Of all the lines below, output only those starting at the one with "report.bootstrap_exposed = exposed;" and ending at the one with "let token = MigrationToken::generate(config.token_length);", both ends included, exactly as written.
──────────────────────────────
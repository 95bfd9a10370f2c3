//! Ferry Core Library
//!
//! Packages a PHP web application into a zip archive, ships it to a host
//! reachable only through file transfer, and triggers unpacking and database
//! migration over HTTP.

pub mod archive;
pub mod command;
pub mod config;
pub mod error;
pub mod exclude;
pub mod lock;
pub mod pipeline;
pub mod release;
pub mod script;
pub mod secrets;
pub mod transport;
pub mod trigger;

/// Re-exports of commonly used types
pub mod prelude {
    // Configuration
    pub use crate::config::{
        ConfigStore, DeploySettings, FerryConfig, PipelineConfig, RunOptions, TargetConfig,
    };

    // Packaging
    pub use crate::archive::{ArchiveArtifact, ArchiveBuilder};
    pub use crate::exclude::ExcludeRuleSet;
    pub use crate::script::BootstrapScript;
    pub use crate::secrets::MigrationToken;

    // Remote side
    pub use crate::command::{CommandOutput, CommandRunner, ShellRunner};
    pub use crate::transport::{DeploymentTarget, MountedTransport, RemoteTransport};
    pub use crate::trigger::{HttpResponse, HttpTrigger, TriggerClient};

    // Pipeline
    pub use crate::error::{BuildError, PipelineError, TransportError, TriggerError};
    pub use crate::pipeline::{DeploymentPipeline, PipelineReport, RunState, Stage, StageOutcome};
}
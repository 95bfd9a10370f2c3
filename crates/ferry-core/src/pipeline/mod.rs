//! The deployment state machine.
//!
//! Stages run strictly in order: setup, pre-hooks, archive build, upload,
//! remote trigger, cleanup. Setup, archive build and upload are fatal on
//! failure and end the run as `Aborted`. Pre-hook, trigger and cleanup
//! failures are recorded and the run continues. Once the bootstrap script is
//! uploaded, cleanup always runs.

pub mod report;

use tracing::{debug, error, info, warn};
use url::Url;

use crate::archive::{ArchiveArtifact, ArchiveBuilder};
use crate::command::CommandRunner;
use crate::config::PipelineConfig;
use crate::error::{BuildError, PipelineError, TriggerError};
use crate::exclude::ExcludeRuleSet;
use crate::lock::RunLock;
use crate::release;
use crate::script;
use crate::secrets::{self, MigrationToken};
use crate::transport::RemoteTransport;
use crate::trigger::{self, TriggerClient};

pub use report::{PipelineReport, RunState, Stage, StageOutcome, StageRecord};

/// State produced by setup and owned by the rest of the run.
struct RunContext {
    token: MigrationToken,
    rules: ExcludeRuleSet,
    bootstrap_url: Url,
    migration_url: Option<Url>,
    release: Option<release::ReleaseInfo>,
    _lock: RunLock,
}

pub struct DeploymentPipeline<'a> {
    config: &'a PipelineConfig,
    transport: &'a dyn RemoteTransport,
    trigger: &'a dyn TriggerClient,
    runner: &'a dyn CommandRunner,
}

impl<'a> DeploymentPipeline<'a> {
    pub fn new(
        config: &'a PipelineConfig,
        transport: &'a dyn RemoteTransport,
        trigger: &'a dyn TriggerClient,
        runner: &'a dyn CommandRunner,
    ) -> Self {
        Self {
            config,
            transport,
            trigger,
            runner,
        }
    }

    /// Run every stage and report the terminal state.
    pub fn run(&self) -> PipelineReport {
        let mut report = PipelineReport::new(&self.config.target.alias);
        info!(target_alias = %self.config.target.alias, host = %self.config.target.hostname, "deploying");

        match self.execute(&mut report) {
            Ok(()) => {
                report.state = RunState::Done;
                info!(target_alias = %self.config.target.alias, "deployment done");
            }
            Err(err) => {
                error!(error = %err, "deployment aborted");
                report.state = RunState::Aborted;
                report.error = Some(err.to_string());
            }
        }

        if report.bootstrap_exposed {
            error!(
                path = %self.config.remote_script_path(),
                "bootstrap script may still be reachable on the remote host; remove it manually"
            );
        }
        report
    }

    fn execute(&self, report: &mut PipelineReport) -> Result<(), PipelineError> {
        let ctx = fatal_stage(report, Stage::Setup, |record| self.setup(record))?;
        report.release = ctx.release.clone();

        stage(report, Stage::PreHooks, |record| self.run_pre_hooks(record));

        let artifact = fatal_stage(report, Stage::ArchiveBuild, |record| {
            self.build_archive(&ctx, record).map_err(PipelineError::from)
        })?;
        report.artifact = Some(artifact.clone());

        fatal_stage(report, Stage::Upload, |record| self.upload(&artifact, record))?;
        report.bootstrap_exposed = true;

        stage(report, Stage::RemoteTrigger, |record| self.run_triggers(&ctx, record));

        let mut exposed = true;
        stage(report, Stage::Cleanup, |record| exposed = self.cleanup(record));
        report.bootstrap_exposed = exposed;

        Ok(())
    }

    fn setup(&self, record: &mut StageRecord) -> Result<RunContext, PipelineError> {
        let config = self.config;
        let lock = RunLock::acquire(&config.storage_dir, &config.target.alias)?;

        let rules = config.effective_excludes();
        if config.ship_secrets && config.excludes.contains(&config.secrets_file) {
            info!(file = %config.secrets_file, "secrets file will be shipped with the archive");
            record.note(format!("{} included in archive", config.secrets_file));
        }

        let token = MigrationToken::generate(config.token_length);
        record.note(format!("migration token {}", token.redacted()));

        let setup_error = |e: TriggerError| PipelineError::Setup(e.to_string());
        let bootstrap_url =
            trigger::bootstrap_url(&config.target, &config.script_name).map_err(setup_error)?;
        let migration_url = if config.migrate {
            Some(
                trigger::migration_url(
                    &config.target,
                    &config.migrate_path,
                    token.as_str(),
                    &config.migrate_flags,
                )
                .map_err(setup_error)?,
            )
        } else {
            None
        };

        let release = release_info(config);
        if let Some(info) = &release {
            record.note(format!(
                "release {}{}",
                info.commit,
                if info.dirty { " (dirty)" } else { "" }
            ));
        }

        Ok(RunContext {
            token,
            rules,
            bootstrap_url,
            migration_url,
            release,
            _lock: lock,
        })
    }

    fn run_pre_hooks(&self, record: &mut StageRecord) {
        for command in &self.config.before {
            info!("- {}", command);
            match self.runner.run(command) {
                Ok(output) if output.success() => {
                    if self.config.debug {
                        echo_output(record, command, &output.stdout, &output.stderr);
                    }
                }
                Ok(output) => {
                    let code = output
                        .code
                        .map(|c| c.to_string())
                        .unwrap_or_else(|| "signal".to_string());
                    warn!(command = %command, code = %code, "pre-deploy hook failed");
                    record.warn(format!("`{}` exited with {}", command, code));
                    if self.config.debug {
                        echo_output(record, command, &output.stdout, &output.stderr);
                    }
                }
                Err(err) => {
                    warn!(command = %command, error = %err, "pre-deploy hook could not start");
                    record.warn(format!("`{}` could not start: {}", command, err));
                }
            }
        }
    }

    fn build_archive(
        &self,
        ctx: &RunContext,
        record: &mut StageRecord,
    ) -> Result<ArchiveArtifact, BuildError> {
        let config = self.config;
        let secrets_path = config.secrets_path();
        secrets::write_migration_hash(&secrets_path, &ctx.token).map_err(|source| {
            BuildError::Secrets {
                path: secrets_path.clone(),
                source,
            }
        })?;
        debug!(path = %secrets_path.display(), "migration hash written");

        let artifact = ArchiveBuilder::new(&config.storage_dir, &config.archive_name)
            .skip_path(config.lock_path())
            .build(&config.project_root, &ctx.rules)?;

        record.note(format!(
            "{} ({} files, {} bytes, blake3 {})",
            artifact.path.display(),
            artifact.entries,
            artifact.bytes,
            &artifact.digest[..16]
        ));
        Ok(artifact)
    }

    fn upload(
        &self,
        artifact: &ArchiveArtifact,
        record: &mut StageRecord,
    ) -> Result<(), PipelineError> {
        let archive_path = self.config.remote_archive_path();
        self.transport
            .put(&artifact.path, &archive_path)
            .map_err(PipelineError::Upload)?;
        record.note(format!("archive -> {}", archive_path));

        let script_path = self.config.remote_script_path();
        let script = self.config.bootstrap.render();
        self.transport
            .put_bytes(&script_path, script.as_bytes())
            .map_err(PipelineError::Upload)?;
        record.note(format!("bootstrap script -> {}", script_path));
        Ok(())
    }

    /// Call the bootstrap script, then the migration endpoint.
    ///
    /// The migration only runs once the bootstrap answered `complete`. A
    /// failed or rejected bootstrap leaves the previous release in place,
    /// and migrating it would run against the wrong code.
    fn run_triggers(&self, ctx: &RunContext, record: &mut StageRecord) {
        let token = ctx.token.as_str();

        let bootstrap = self
            .trigger
            .invoke(&ctx.bootstrap_url)
            .and_then(|r| r.error_for_status(&ctx.bootstrap_url))
            .and_then(|r| {
                if script::reports_complete(&r.body) {
                    Ok(r)
                } else {
                    Err(TriggerError::Rejected {
                        url: ctx.bootstrap_url.to_string(),
                        body: r.body.trim().to_string(),
                    })
                }
            });

        let unpacked = match bootstrap {
            Ok(response) => {
                info!(status = response.status, "bootstrap script completed");
                if self.config.debug {
                    record.note(format!("bootstrap: {}", response.body.trim()));
                }
                true
            }
            Err(err) => {
                let message = redact(&err.to_string(), token);
                warn!(error = %message, "bootstrap trigger failed");
                record.warn(format!("bootstrap: {}", message));
                false
            }
        };

        let Some(url) = &ctx.migration_url else {
            return;
        };
        if !unpacked {
            warn!("skipping migration because the archive was not unpacked");
            record.warn("migration skipped: bootstrap did not complete");
            return;
        }

        match self.trigger.invoke(url).and_then(|r| r.error_for_status(url)) {
            Ok(response) => {
                info!(status = response.status, "migration triggered");
                if self.config.debug {
                    record.note(format!("migrate: {}", redact(response.body.trim(), token)));
                }
            }
            Err(err) => {
                let message = redact(&err.to_string(), token);
                warn!(error = %message, "migration trigger failed");
                record.warn(format!("migrate: {}", message));
            }
        }
    }

    /// Remove the remote script. Returns whether it may still be exposed.
    fn cleanup(&self, record: &mut StageRecord) -> bool {
        let script_path = self.config.remote_script_path();

        if let Err(err) = self.transport.delete(&script_path) {
            error!(error = %err, "failed to delete bootstrap script");
            record.warn(err.to_string());
        }

        let exposed = match self.transport.exists(&script_path) {
            Ok(false) => {
                record.note(format!("removed {}", script_path));
                false
            }
            Ok(true) => {
                record.warn(format!("{} still exists on the remote host", script_path));
                true
            }
            Err(err) => {
                record.warn(format!("could not verify removal of {}: {}", script_path, err));
                true
            }
        };

        if self.config.clean_local_archive {
            let builder = ArchiveBuilder::new(&self.config.storage_dir, &self.config.archive_name);
            match builder.remove_artifact() {
                Ok(true) => record.note("local archive removed"),
                Ok(false) => record.warn("local archive was already gone"),
                Err(err) => record.warn(format!("failed to remove local archive: {}", err)),
            }
        }

        exposed
    }
}

/// Run a stage whose failure aborts the pipeline.
fn fatal_stage<T>(
    report: &mut PipelineReport,
    stage: Stage,
    body: impl FnOnce(&mut StageRecord) -> Result<T, PipelineError>,
) -> Result<T, PipelineError> {
    info!(stage = %stage, "- {}", stage.progress_line());
    let mut record = StageRecord::begin(stage);
    match body(&mut record) {
        Ok(value) => {
            report.push(record.finish());
            Ok(value)
        }
        Err(err) => {
            report.push(record.fail(err.to_string()));
            Err(err)
        }
    }
}

/// Run a stage whose failures are recorded but never abort.
fn stage(report: &mut PipelineReport, stage: Stage, body: impl FnOnce(&mut StageRecord)) {
    info!(stage = %stage, "- {}", stage.progress_line());
    let mut record = StageRecord::begin(stage);
    body(&mut record);
    report.push(record.finish());
}

fn release_info(config: &PipelineConfig) -> Option<release::ReleaseInfo> {
    match release::describe_head(&config.project_root) {
        Ok(Some(info)) => {
            info!(commit = %info.commit, dirty = info.dirty, "releasing");
            Some(info)
        }
        Ok(None) => None,
        Err(err) => {
            debug!(error = %err, "could not read git HEAD");
            None
        }
    }
}

fn echo_output(record: &mut StageRecord, command: &str, stdout: &str, stderr: &str) {
    for line in stdout.lines().chain(stderr.lines()) {
        info!("\t{}", line);
        record.note(format!("{}: {}", command, line));
    }
}

/// Hide the migration token in operator-facing text.
fn redact(text: &str, token: &str) -> String {
    text.replace(token, "<redacted>")
}

#[cfg(test)]
mod tests {
    use super::*;

    #[test]
    fn redact_hides_token() {
        let text = "HTTP 500 from https://example.com/migrate?hash=AbCdEf1234&fresh";
        assert_eq!(
            redact(text, "AbCdEf1234"),
            "HTTP 500 from https://example.com/migrate?hash=<redacted>&fresh"
        );
    }
}
//! Exclusion rules applied while packaging the project tree.
//!
//! Patterns follow `zip -x` conventions: `*` may cross directory separators,
//! `dir/*` drops everything below `dir`, and a pattern without a `/` is
//! compared against every path component so it applies at any depth.

use glob::{MatchOptions, Pattern};

const MATCH_OPTIONS: MatchOptions = MatchOptions {
    case_sensitive: true,
    require_literal_separator: false,
    require_literal_leading_dot: false,
};

/// Rules present in every fresh rule set, before the secrets file.
const DEFAULT_RULES: &[&str] = &[
    ".idea",
    ".phpunit.result.cache",
    ".DS_Store",
    ".editorconfig",
    ".gitattributes",
    ".git/*",
    ".github/*",
    ".scribe/*",
];

const RUNTIME_STORAGE_RULES: &[&str] = &[
    "storage/app/images/*",
    "storage/app/public/*",
    "storage/logs/*",
    "storage/framework/cache/*",
    "storage/framework/sessions/*",
    "storage/framework/views/*",
];

/// The remote host keeps its own variants of these files.
const REMOTE_ORIGINAL_RULES: &[&str] = &[".htaccess", "public/.htaccess", "public/index.php"];

/// Ordered, de-duplicated set of exclusion patterns.
#[derive(Debug, Clone, Default, PartialEq, Eq)]
pub struct ExcludeRuleSet {
    patterns: Vec<String>,
}

impl ExcludeRuleSet {
    /// An empty rule set.
    pub fn new() -> Self {
        Self::default()
    }

    /// The stock rule set: VCS and IDE metadata, the secrets file, runtime
    /// storage and the remote-original entrypoint files.
    pub fn defaults(secrets_file: &str) -> Self {
        let mut rules = Self::new();
        for pattern in DEFAULT_RULES {
            rules.add(*pattern);
        }
        rules.add(secrets_file);
        for pattern in RUNTIME_STORAGE_RULES.iter().chain(REMOTE_ORIGINAL_RULES) {
            rules.add(*pattern);
        }
        rules
    }

    /// Append a pattern. Returns `false` if it was already present.
    pub fn add(&mut self, pattern: impl Into<String>) -> bool {
        let pattern = normalize(&pattern.into());
        if pattern.is_empty() || self.patterns.contains(&pattern) {
            return false;
        }
        self.patterns.push(pattern);
        true
    }

    /// Remove a pattern. Returns `false` if it was not present.
    pub fn remove(&mut self, pattern: &str) -> bool {
        let pattern = normalize(pattern);
        let before = self.patterns.len();
        self.patterns.retain(|p| *p != pattern);
        self.patterns.len() != before
    }

    pub fn contains(&self, pattern: &str) -> bool {
        self.patterns.contains(&normalize(pattern))
    }

    pub fn patterns(&self) -> &[String] {
        &self.patterns
    }

    pub fn len(&self) -> usize {
        self.patterns.len()
    }

    pub fn is_empty(&self) -> bool {
        self.patterns.is_empty()
    }

    /// Whether a `/`-separated path relative to the project root is excluded.
    pub fn matches(&self, relative_path: &str) -> bool {
        let path = relative_path.trim_start_matches("./");
        self.patterns.iter().any(|p| pattern_matches(p, path))
    }
}

fn normalize(pattern: &str) -> String {
    pattern.trim().trim_start_matches("./").to_string()
}

fn pattern_matches(pattern: &str, path: &str) -> bool {
    if let Some(dir) = pattern.strip_suffix("/*") {
        // Contents only: `storage/logs` itself stays in the tree.
        if let Some(rest) = path.strip_prefix(dir) {
            if rest.starts_with('/') && rest.len() > 1 {
                return true;
            }
        }
    }

    if pattern.contains('/') {
        return glob_matches(pattern, path);
    }

    path.split('/').any(|component| glob_matches(pattern, component))
}

fn glob_matches(pattern: &str, candidate: &str) -> bool {
    match Pattern::new(pattern) {
        Ok(glob) => glob.matches_with(candidate, MATCH_OPTIONS),
        Err(_) => pattern == candidate,
    }
}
──────────────────────────────
EXERCISE RESULT:
        report.bootstrap_exposed = exposed;

        Ok(())
    }

    fn setup(&self, record: &mut StageRecord) -> Result<RunContext, PipelineError> {
        let config = self.config;
        let lock = RunLock::acquire(&config.storage_dir, &config.target.alias)?;

        let rules = config.effective_excludes();
        if config.ship_secrets && config.excludes.contains(&config.secrets_file) {
            info!(file = %config.secrets_file, "secrets file will be shipped with the archive");
            record.note(format!("{} included in archive", config.secrets_file));
        }

        let token = MigrationToken::generate(config.token_length);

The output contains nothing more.